ONE FAMILY'S EXTRAORDINARY JOURNEY THROUGH WAR AND REVOLUTION

A perceptive peek at an upwardly mobile immigrant family.

Chinese and U.S. relations viewed through the lens of a single family.

Historian Brooks (Between Mao and McCarthy, 2015) follows the members of a little-known but fascinating Chinese American family from the late-19th century through the years following World War II. In 1883, patriarch Moy Sing emigrated first to San Francisco, then to Chicago, where he set up a gambling parlor. In 1892, he was able to bring his wife to America, and the two finally settled in New York. They eventually had 12 children, six of whom survived to adulthood, and it’s around the lives of these six that Brooks builds her story. The author structures the history in snappy chapters, most only a few pages long, each focusing on a year or two in the life of one family member or another. The result is a soap opera in the best sense of the term. These lives contain more than their share of drama, with divorce, suicide, betrayal, illegal activities, political divisions, business successes, and failures all playing a role.

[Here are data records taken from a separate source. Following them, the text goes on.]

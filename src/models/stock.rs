// src/models/stock.rs
use super::{request::de_lenient_i64, Row};
use serde::{Deserialize, Serialize};
use uuid::Uuid;

pub const PROJECT_OPTIONS: [&str; 3] = ["MOE", "ESE", "OTHER"];

/// Linha de stock de kimonos por escola.
#[derive(Debug, Clone, PartialEq, Serialize, Deserialize)]
pub struct StockItem {
    pub id: Uuid,
    #[serde(default)]
    pub school_id: String,
    #[serde(default)]
    pub project: String,
    #[serde(rename = "type", default)]
    pub kind: String,
    #[serde(default)]
    pub size: String,
    #[serde(default, deserialize_with = "de_lenient_i64")]
    pub quantity: i64,
    #[serde(flatten)]
    pub extra: Row,
}
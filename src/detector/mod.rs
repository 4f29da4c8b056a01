//! Arbitrage Detector (C4).
//!
//! Author: AI-Generated
//! Created: 2026-07-28

pub mod confidence;
pub mod cycles;
pub mod pairwise;
pub mod state;

pub use confidence::score as confidence_score;
pub use state::DetectorState;
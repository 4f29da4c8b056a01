//! Centralized Contract Definitions
//!
//! Solidity contract interfaces needed by the detection engine, defined
//! using alloy's `sol!` macro. Each interface is annotated with
//! `#[sol(rpc)]` to generate contract instance types that can make RPC
//! calls via any alloy Provider.
//!
//! Author: AI-Generated
//! Created: 2026-02-01
//! Modified: 2026-07-28 — trimmed to the constant-product-only scope of the
//! detection engine; router/quoter/V3/Algebra/execution interfaces dropped
//! (see DESIGN.md).

use alloy::sol;

// ── ERC20 ─────────────────────────────────────────────────────────────

sol! {
    #[sol(rpc)]
    interface IERC20 {
        function decimals() external view returns (uint8);
    }
}

// ── Uniswap V2 (and forks) ───────────────────────────────────────────

sol! {
    #[sol(rpc)]
    interface IUniswapV2Factory {
        function getPair(address tokenA, address tokenB) external view returns (address pair);
    }
}

sol! {
    #[sol(rpc)]
    interface IUniswapV2Pair {
        function getReserves() external view returns (uint112 reserve0, uint112 reserve1, uint32 blockTimestampLast);
        function token0() external view returns (address);
        function token1() external view returns (address);
    }
}
//! Opportunity Sink (C5).
//!
//! Deduplicates detected cycles by `(chain, canonical_cycle_id)` within a
//! rolling window, assigns each surviving opportunity an opaque id, and
//! hands it off to a bounded async publisher channel, signaling
//! backpressure rather than blocking the detector when the channel is full.
//!
//! Grounded on `data_collector/shared_state.rs`'s `is_stale` timestamp-window
//! idiom, generalized here from "is this whole snapshot stale" to "was this
//! specific cycle emitted recently".
//!
//! Author: AI-Generated
//! Created: 2026-07-28

use crate::types::{ArbitragePath, Chain};
use chrono::{DateTime, Duration, Utc};
use dashmap::DashMap;
use std::sync::atomic::{AtomicU64, Ordering};
use tokio::sync::mpsc;
use tracing::{debug, warn};

/// Outcome of attempting to publish one detected opportunity.
#[derive(Debug, Clone, PartialEq)]
pub enum PublishOutcome {
    Published(u64),
    Deduplicated,
    Backpressured,
}

/// Stable, process-lifetime-unique id for each published opportunity.
fn next_opportunity_id() -> u64 {
    static NEXT: AtomicU64 = AtomicU64::new(1);
    NEXT.fetch_add(1, Ordering::Relaxed)
}

/// Opportunity Sink: dedup + handoff for detected arbitrage cycles.
pub struct OpportunitySink {
    sender: mpsc::Sender<(u64, ArbitragePath)>,
    recent: DashMap<(Chain, String), DateTime<Utc>>,
    dedup_window: Duration,
}

impl OpportunitySink {
    pub fn new(sender: mpsc::Sender<(u64, ArbitragePath)>, dedup_window_secs: i64) -> Self {
        Self {
            sender,
            recent: DashMap::new(),
            dedup_window: Duration::seconds(dedup_window_secs),
        }
    }

    /// Attempt to publish one opportunity. Never awaits on backpressure —
    /// callers observe `Backpressured` and may feed it back into the
    /// detector's state machine (§4.4.4) instead of blocking the pipeline.
    pub fn publish(&self, path: ArbitragePath) -> PublishOutcome {
        let key = (path.chain, path.canonical_cycle_id());
        let now = Utc::now();

        if let Some(last_seen) = self.recent.get(&key) {
            if now.signed_duration_since(*last_seen) < self.dedup_window {
                debug!(chain = %path.chain, cycle = %key.1, "deduplicating opportunity within window");
                return PublishOutcome::Deduplicated;
            }
        }
        self.recent.insert(key, now);

        let id = next_opportunity_id();
        match self.sender.try_send((id, path)) {
            Ok(()) => PublishOutcome::Published(id),
            Err(mpsc::error::TrySendError::Full(_)) => {
                warn!("opportunity sink backpressured, dropping emission");
                PublishOutcome::Backpressured
            }
            Err(mpsc::error::TrySendError::Closed(_)) => {
                warn!("opportunity sink receiver closed");
                PublishOutcome::Backpressured
            }
        }
    }

    /// Drop dedup bookkeeping older than twice the window; called
    /// periodically by the supervisor's housekeeping tick to bound memory.
    pub fn sweep(&self) {
        let now = Utc::now();
        let horizon = self.dedup_window * 2;
        self.recent.retain(|_, last_seen| now.signed_duration_since(*last_seen) < horizon);
    }

    pub fn tracked_cycle_count(&self) -> usize {
        self.recent.len()
    }
}

#[cfg(test)]
mod tests {
    use super::*;
    use crate::types::{ConfidenceLabel, PathHop, PoolId};
    use alloy::primitives::Address;

    fn path(chain: Chain, pool_id: u64) -> ArbitragePath {
        let now = Utc::now();
        ArbitragePath {
            chain,
            hops: vec![PathHop { pool_id: PoolId(pool_id), venue: "v".into(), token_in: Address::ZERO, token_out: Address::ZERO }],
            gross_profit_bps: 10,
            estimated_gas_native: 0.0,
            net_profit_bps: 8,
            estimated_profit_usd: 1.0,
            confidence_score: 0.5,
            confidence_label: ConfidenceLabel::Medium,
            detected_at: now,
            valid_until: now,
        }
    }

    #[tokio::test]
    async fn repeated_cycle_within_window_is_deduplicated() {
        let (tx, mut rx) = mpsc::channel(8);
        let sink = OpportunitySink::new(tx, 15);

        let first = sink.publish(path(Chain::Bsc, 1));
        assert!(matches!(first, PublishOutcome::Published(_)));

        let second = sink.publish(path(Chain::Bsc, 1));
        assert_eq!(second, PublishOutcome::Deduplicated);

        let received = rx.recv().await.unwrap();
        assert_eq!(received.1.hops[0].pool_id, PoolId(1));
    }

    #[tokio::test]
    async fn distinct_cycles_both_publish() {
        let (tx, mut rx) = mpsc::channel(8);
        let sink = OpportunitySink::new(tx, 15);

        assert!(matches!(sink.publish(path(Chain::Bsc, 1)), PublishOutcome::Published(_)));
        assert!(matches!(sink.publish(path(Chain::Bsc, 2)), PublishOutcome::Published(_)));

        assert!(rx.recv().await.is_some());
        assert!(rx.recv().await.is_some());
    }

    #[tokio::test]
    async fn full_channel_reports_backpressure() {
        let (tx, _rx) = mpsc::channel(1);
        let sink = OpportunitySink::new(tx, 15);

        assert!(matches!(sink.publish(path(Chain::Bsc, 1)), PublishOutcome::Published(_)));
        let outcome = sink.publish(path(Chain::Bsc, 2));
        assert_eq!(outcome, PublishOutcome::Backpressured);
    }

    #[tokio::test]
    async fn sweep_drops_old_entries() {
        let (tx, _rx) = mpsc::channel(8);
        let sink = OpportunitySink::new(tx, 0);
        sink.publish(path(Chain::Bsc, 1));
        assert_eq!(sink.tracked_cycle_count(), 1);
        tokio::time::sleep(std::time::Duration::from_millis(10)).await;
        sink.sweep();
        assert_eq!(sink.tracked_cycle_count(), 0);
    }
}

Any one of the siblings would be worthy of their own book, and together they reveal the intriguing complexity of family and second-generation immigrant life. All six attended public school, with most graduating from college, took American names, and preceded to move up, down and sideways economically. Two stayed in the New York area, while the others moved back and forth between New York and Shanghai, hoping to better themselves in China but brought home by political changes there. Brooks thoroughly examines the impact of war and the Great Depression, the growth of Communism, and the American prejudice against the Chinese, without neglecting the effects of personality and family dynamics on persistent Kay, idealistic Ernest, flighty Alice, and all the rest.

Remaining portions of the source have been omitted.